Now, it is obvious that Trump sees a world of elites aligned against him. That is part of why he has launched a war on the capacity of those people to oppose him and his agenda. (The other reason is pure retribution and spite.)

“Trump and his allies are aggressively attacking the players and machinery that power the left, taking a series of highly partisan official actions that, if successful, will threaten to hobble Democrats’ ability to compete in elections for years to come,” my newsroom colleagues Kenneth P. Vogel and Shane Goldmacher report. Trump promised to “expose” his political enemies using the resources of the Justice Department. His chief deputy, Elon Musk, has encouraged his fellow travelers in the administration to investigate ActBlue, a donation platform that serves as critical infrastructure for the Democratic Party. The Trump administration is also going after Democratic-aligned lawyers and law firms that the president believes are hostile to his interests.

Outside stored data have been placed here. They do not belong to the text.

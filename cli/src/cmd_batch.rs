//! `flashdecode batch`: decode every record of a JSON-lines export.

use anyhow::{Context, Result};
use flashdecode_analytics::load_records;
use flashdecode_evm::{decode_records, CallDecoder};
use std::{path::Path, time::Instant};

pub fn run(decoder: &CallDecoder, records_path: &Path, as_json: bool) -> Result<()> {
    let records = load_records(records_path)
        .with_context(|| format!("load records from '{}'", records_path.display()))?;

    let start = Instant::now();
    let outcome = decode_records(decoder, &records);
    let elapsed = start.elapsed();

    if as_json {
        let summary = serde_json::json!({
            "total": outcome.total(),
            "decoded": outcome.decoded.len(),
            "methods": outcome.method_counts(),
            "failures": outcome.failure_counts(),
        });
        println!("{}", serde_json::to_string_pretty(&summary)?);
        return Ok(());
    }

    println!("Records:   {}", outcome.total());
    println!("Decoded:   {}", outcome.decoded.len());
    for (method, count) in outcome.method_counts() {
        println!("  {:20} {}", method, count);
    }
    println!("Failed:    {}", outcome.failures.len());
    for (kind, count) in outcome.failure_counts() {
        println!("  {:20} {}", kind, count);
    }
    println!("Duration:  {:.3}s", elapsed.as_secs_f64());
    Ok(())
}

But there is also a context to these attacks that you cannot immediately glean from the president’s language, even when he is ranting and raving against his perceived enemies. For that context, you have to look to how the larger right wing talks about left-wing and liberal political opposition, especially opposition to Trump.

The Myth of Outside Agitators

During the 2020 protests over the killing of George Floyd, a major refrain from the political right was that this was the work of outside agitators and saboteurs. “80% of the RIOTERS in Minneapolis last night were from OUT OF STATE. They are harming businesses (especially African American small businesses), homes, and the community of good, hardworking Minneapolis residents who want peace, equality, and to provide for their families,” Trump said at the time, adding: “It’s ANTIFA and the Radical Left. Don’t lay the blame on others!”

Some individuals and groups on the right claimed that George Soros, the Hungarian-born Holocaust survivor and billionaire philanthropist, was directly funding the protesters. Rudy Giuliani even went as far as to suggest that there was “coordination” and a “guiding hand,” turning his attention to Soros and, like Trump, “antifa,” in a conversation with Sebastian Gorka, a fellow Trump adviser and conspiracist, then out of the government. And some conservative groups purchased online ads that called on law enforcement authorities to “investigate George Soros for funding domestic terrorism and his decades-long corruption.”

For conservatives possessed of the conspiracy theory that the protests were the orchestrated work of a secretive billionaire, there was no way that a nationwide uprising against police brutality could be an organic response to a horrendous event. It had to be the work of nefarious outside forces, leveraging everything they had to take Trump down.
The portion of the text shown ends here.